Ahuja, whose parents emigrated from India to the U.S. when she and her sister were children, has since risen through the ranks to become a full professor of surgery and chief of the Division of Surgical Oncology. She was hired to come on faculty by Julie Freischlag, who became the first female director of a surgical department at Johns Hopkins and also one of a handful of women directors at that time. But, she says, other female surgeons and those interested in the specialty are still sparse.
Current statistics show that approximately 14 percent of female medical school graduates choose to go into surgical specialties, compared with about 33 percent of men. Even fewer choose Ahuja’s specialty of surgical oncology. For those who do go into surgery, residencies typically require about a decade of training beyond medical school, most of which falls during a woman’s prime childbearing years.
Ahuja notes that policies have slowly evolved to allow female surgical residents to take six weeks of maternity leave and still complete their programs. Faculty development guidelines that she worked on at Johns Hopkins have helped eliminate the “boys’ club” environment, in which successful male surgeons rarely shared the paths to success beyond other men. Her recommendations lay out clear road maps that surgeons of any gender need to follow for promotions. However, she says, women in surgery still face unique challenges—from balancing family needs to finding mentors and role models of the same gender—that the current professional climate doesn’t address.

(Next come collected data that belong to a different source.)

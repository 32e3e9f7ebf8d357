//! Numeric comparisons and length bounds.
//!
//! Values that do not read as numbers fail every numeric comparison.

use super::Input;
use super::coerce::{lenient_int, to_number};
use crate::validators::LengthRange;

impl Input {
    fn number(&self) -> Option<f64> {
        to_number(&self.raw)
    }

    /// Strictly less than `limit`.
    #[must_use]
    pub fn is_less_than(&self, limit: f64) -> bool {
        self.number().is_some_and(|n| n < limit)
    }

    /// Strictly greater than `limit`.
    #[must_use]
    pub fn is_more_than(&self, limit: f64) -> bool {
        self.number().is_some_and(|n| n > limit)
    }

    /// At least `limit`.
    #[must_use]
    pub fn min(&self, limit: f64) -> bool {
        self.number().is_some_and(|n| n >= limit)
    }

    /// At most `limit`.
    #[must_use]
    pub fn max(&self, limit: f64) -> bool {
        self.number().is_some_and(|n| n <= limit)
    }

    /// Zero or greater.
    #[must_use]
    pub fn is_positive(&self) -> bool {
        self.min(0.0)
    }

    /// Below zero.
    #[must_use]
    pub fn is_negative(&self) -> bool {
        self.is_less_than(0.0)
    }

    /// Integer reading of the value equals `expected` (`"12abc"` reads as
    /// 12, `9.9` as 9).
    #[must_use]
    pub fn to_int_equal(&self, expected: i64) -> bool {
        lenient_int(&self.raw) == expected
    }

    /// Length equals `expected`.
    #[must_use]
    pub fn is_length_equal_to(&self, expected: usize) -> bool {
        self.length == expected
    }

    /// Length within `min..=max`; no upper bound when `max` is `None`.
    #[must_use]
    pub fn length(&self, min: usize, max: Option<usize>) -> bool {
        LengthRange::new(min, max).contains(self.length)
    }
}

#[cfg(test)]
mod tests {
    use super::*;
    use rstest::rstest;
    use serde_json::{Value, json};

    #[rstest]
    #[case(json!(5), true)]
    #[case(json!("5"), true)]
    #[case(json!(" 4.5 "), true)]
    #[case(json!(10), false)]
    #[case(json!("five"), false)]
    #[case(json!(null), false)]
    #[case(json!(true), false)]
    fn less_than_ten(#[case] value: Value, #[case] expected: bool) {
        assert_eq!(Input::new(value).is_less_than(10.0), expected);
    }

    #[test]
    fn bounds_are_inclusive() {
        let input = Input::new(10);
        assert!(input.min(10.0));
        assert!(input.max(10.0));
        assert!(!input.is_more_than(10.0));
        assert!(input.is_more_than(9.5));
    }

    #[test]
    fn sign() {
        assert!(Input::new(0).is_positive());
        assert!(!Input::new(0).is_negative());
        assert!(Input::new("-0.1").is_negative());
        assert!(!Input::new("abc").is_positive());
        assert!(!Input::new("abc").is_negative());
    }

    #[test]
    fn int_equality() {
        assert!(Input::new("12abc").to_int_equal(12));
        assert!(Input::new(9.9).to_int_equal(9));
        assert!(Input::new("abc").to_int_equal(0));
    }

    #[test]
    fn length_bounds() {
        let input = Input::new("john.doe@gmail.com");
        assert!(!input.length(1, Some(16)));
        assert!(input.length(1, None));
        assert!(input.length(18, Some(18)));
        assert!(input.is_length_equal_to(18));
        assert!(Input::new("åäö").length(3, Some(3)));
        assert!(Input::new(json!([1, 2])).length(0, Some(0)));
    }
}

To address obstacles and to celebrate the progress female surgeons have made, Ahuja and her colleagues, including biomedical researcher and Vice Dean for Faculty Janice Clements, recently organized a dinner called Women in Surgery at Hopkins, or WISH.
While it’s usually difficult to get surgeons together due to their intense professional responsibilities, Ahuja says, nearly everyone who was invited from The Johns Hopkins Hospital, as well as the affiliates from Suburban Hospital and Sibley Memorial Hospital, attended the event, which the organizers hope will be the first of many like it. The event also celebrated the recent leadership roles that women surgeons have assumed under the leadership of the department’s current director, Robert Higgins, who has supported a culture of equality and diversity. For instance, three of the Department of Surgery’s seven division chiefs are now women.
Between providing support for balancing professional and personal lives and toasting the recent landmark of reaching 200 female full professors across the Johns Hopkins enterprise, the 30 attendees forged new connections and identified mentors.
“Our system is so big that many of us don’t even know about each other, so there’s no chance to connect,” Ahuja says. “Our main goal was to help find and support each other.”